### TASK BRIEF
Write out every record again, exactly.

=== RECORD EXTRACTS ===

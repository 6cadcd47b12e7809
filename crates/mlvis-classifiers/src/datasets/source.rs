use anyhow::{bail, Context, Result};
use serde::{Deserialize, Serialize};
use std::fmt;
use std::fs;
use std::path::{Path, PathBuf};
use std::time::Duration;

/// Where a dataset is read from.
#[derive(Debug, Clone, PartialEq, Eq)]
pub enum DataSource {
    Url(String),
    File(PathBuf),
}

impl DataSource {
    pub fn parse(s: &str) -> Self {
        let trimmed = s.trim();
        if trimmed.starts_with("http://") || trimmed.starts_with("https://") {
            DataSource::Url(trimmed.to_string())
        } else {
            DataSource::File(PathBuf::from(trimmed))
        }
    }

    /// Return the whole source as text, downloading it when it is a URL.
    pub fn read_to_string(&self, options: &FetchOptions) -> Result<String> {
        match self {
            DataSource::File(path) => fs::read_to_string(path)
                .with_context(|| format!("Failed to read dataset file: {}", path.display())),
            DataSource::Url(url) => {
                if let Some(cached) = options.cached_path(url) {
                    if cached.exists() {
                        log::info!("Using cached copy of {} at {}", url, cached.display());
                        return fs::read_to_string(&cached).with_context(|| {
                            format!("Failed to read cached dataset: {}", cached.display())
                        });
                    }
                }

                let body = fetch_url(url, options.timeout_secs)?;

                if let Some(cached) = options.cached_path(url) {
                    if let Some(parent) = cached.parent() {
                        fs::create_dir_all(parent).with_context(|| {
                            format!("Failed to create cache directory {}", parent.display())
                        })?;
                    }
                    fs::write(&cached, &body)
                        .with_context(|| format!("Failed to write {}", cached.display()))?;
                    log::debug!("Cached {} to {}", url, cached.display());
                }

                Ok(body)
            }
        }
    }
}

impl fmt::Display for DataSource {
    fn fmt(&self, f: &mut fmt::Formatter<'_>) -> fmt::Result {
        match self {
            DataSource::Url(url) => write!(f, "{}", url),
            DataSource::File(path) => write!(f, "{}", path.display()),
        }
    }
}

/// Network settings for URL sources.
#[derive(Debug, Clone, Serialize, Deserialize)]
#[serde(default)]
pub struct FetchOptions {
    pub timeout_secs: u64,
    pub cache_dir: Option<PathBuf>,
}

impl Default for FetchOptions {
    fn default() -> Self {
        Self {
            timeout_secs: 30,
            cache_dir: None,
        }
    }
}

impl FetchOptions {
    /// Location of the cached body of `url`, if caching is enabled.
    pub fn cached_path(&self, url: &str) -> Option<PathBuf> {
        let dir = self.cache_dir.as_ref()?;
        let name = url
            .trim_end_matches('/')
            .rsplit('/')
            .next()
            .filter(|s| !s.is_empty())
            .unwrap_or("dataset.csv");
        Some(Path::new(dir).join(name))
    }
}

fn fetch_url(url: &str, timeout_secs: u64) -> Result<String> {
    log::info!("Downloading {}", url);
    let client = reqwest::blocking::Client::builder()
        .timeout(Duration::from_secs(timeout_secs))
        .build()
        .context("Failed to build HTTP client")?;
    let response = client
        .get(url)
        .send()
        .with_context(|| format!("Failed to fetch {}", url))?;
    let status = response.status();
    if !status.is_success() {
        bail!("Fetching {} returned HTTP {}", url, status);
    }
    response
        .text()
        .with_context(|| format!("Failed to read response body from {}", url))
}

===

### OUTPUT FOR THIS EXERCISE
repository 6cadcd47b12e7809
filename crates/mlvis-classifiers/src/datasets/source.rs
use anyhow::{bail, Context, Result};
use serde::{Deserialize, Serialize};
use std::fmt;
use std::fs;
use std::path::{Path, PathBuf};
use std::time::Duration;

/// Where a dataset is read from.
#[derive(Debug, Clone, PartialEq, Eq)]
pub enum DataSource {
    Url(String),
    File(PathBuf),
}

impl DataSource {
    pub fn parse(s: &str) -> Self {
        let trimmed = s.trim();
        if trimmed.starts_with("http://") || trimmed.starts_with("https://") {
            DataSource::Url(trimmed.to_string())
        } else {
            DataSource::File(PathBuf::from(trimmed))
        }
    }

    /// Return the whole source as text, downloading it when it is a URL.
    pub fn read_to_string(&self, options: &FetchOptions) -> Result<String> {
        match self {
            DataSource::File(path) => fs::read_to_string(path)
                .with_context(|| format!("Failed to read dataset file: {}", path.display())),
            DataSource::Url(url) => {
                if let Some(cached) = options.cached_path(url) {
                    if cached.exists() {
                        log::info!("Using cached copy of {} at {}", url, cached.display());
                        return fs::read_to_string(&cached).with_context(|| {
                            format!("Failed to read cached dataset: {}", cached.display())
                        });
                    }
                }

                let body = fetch_url(url, options.timeout_secs)?;

                if let Some(cached) = options.cached_path(url) {
                    if let Some(parent) = cached.parent() {
                        fs::create_dir_all(parent).with_context(|| {
                            format!("Failed to create cache directory {}", parent.display())
                        })?;
                    }
                    fs::write(&cached, &body)
                        .with_context(|| format!("Failed to write {}", cached.display()))?;
                    log::debug!("Cached {} to {}", url, cached.display());
                }

                Ok(body)
            }
        }
    }
}

impl fmt::Display for DataSource {
    fn fmt(&self, f: &mut fmt::Formatter<'_>) -> fmt::Result {
        match self {
            DataSource::Url(url) => write!(f, "{}", url),
            DataSource::File(path) => write!(f, "{}", path.display()),
        }
    }
}

/// Network settings for URL sources.
#[derive(Debug, Clone, Serialize, Deserialize)]
#[serde(default)]
pub struct FetchOptions {
    pub timeout_secs: u64,
    pub cache_dir: Option<PathBuf>,
}

impl Default for FetchOptions {
    fn default() -> Self {
        Self {
            timeout_secs: 30,
            cache_dir: None,
        }
    }
}

impl FetchOptions {
    /// Location of the cached body of `url`, if caching is enabled.
    pub fn cached_path(&self, url: &str) -> Option<PathBuf> {
        let dir = self.cache_dir.as_ref()?;
        let name = url
            .trim_end_matches('/')
            .rsplit('/')
            .next()
            .filter(|s| !s.is_empty())
            .unwrap_or("dataset.csv");
        Some(Path::new(dir).join(name))
    }
}

fn fetch_url(url: &str, timeout_secs: u64) -> Result<String> {
    log::info!("Downloading {}", url);
    let client = reqwest::blocking::Client::builder()
        .timeout(Duration::from_secs(timeout_secs))
        .build()
        .context("Failed to build HTTP client")?;
    let response = client
        .get(url)
        .send()
        .with_context(|| format!("Failed to fetch {}", url))?;
    let status = response.status();
    if !status.is_success() {
        bail!("Fetching {} returned HTTP {}", url, status);
    }
    response
        .text()
        .with_context(|| format!("Failed to read response body from {}", url))
}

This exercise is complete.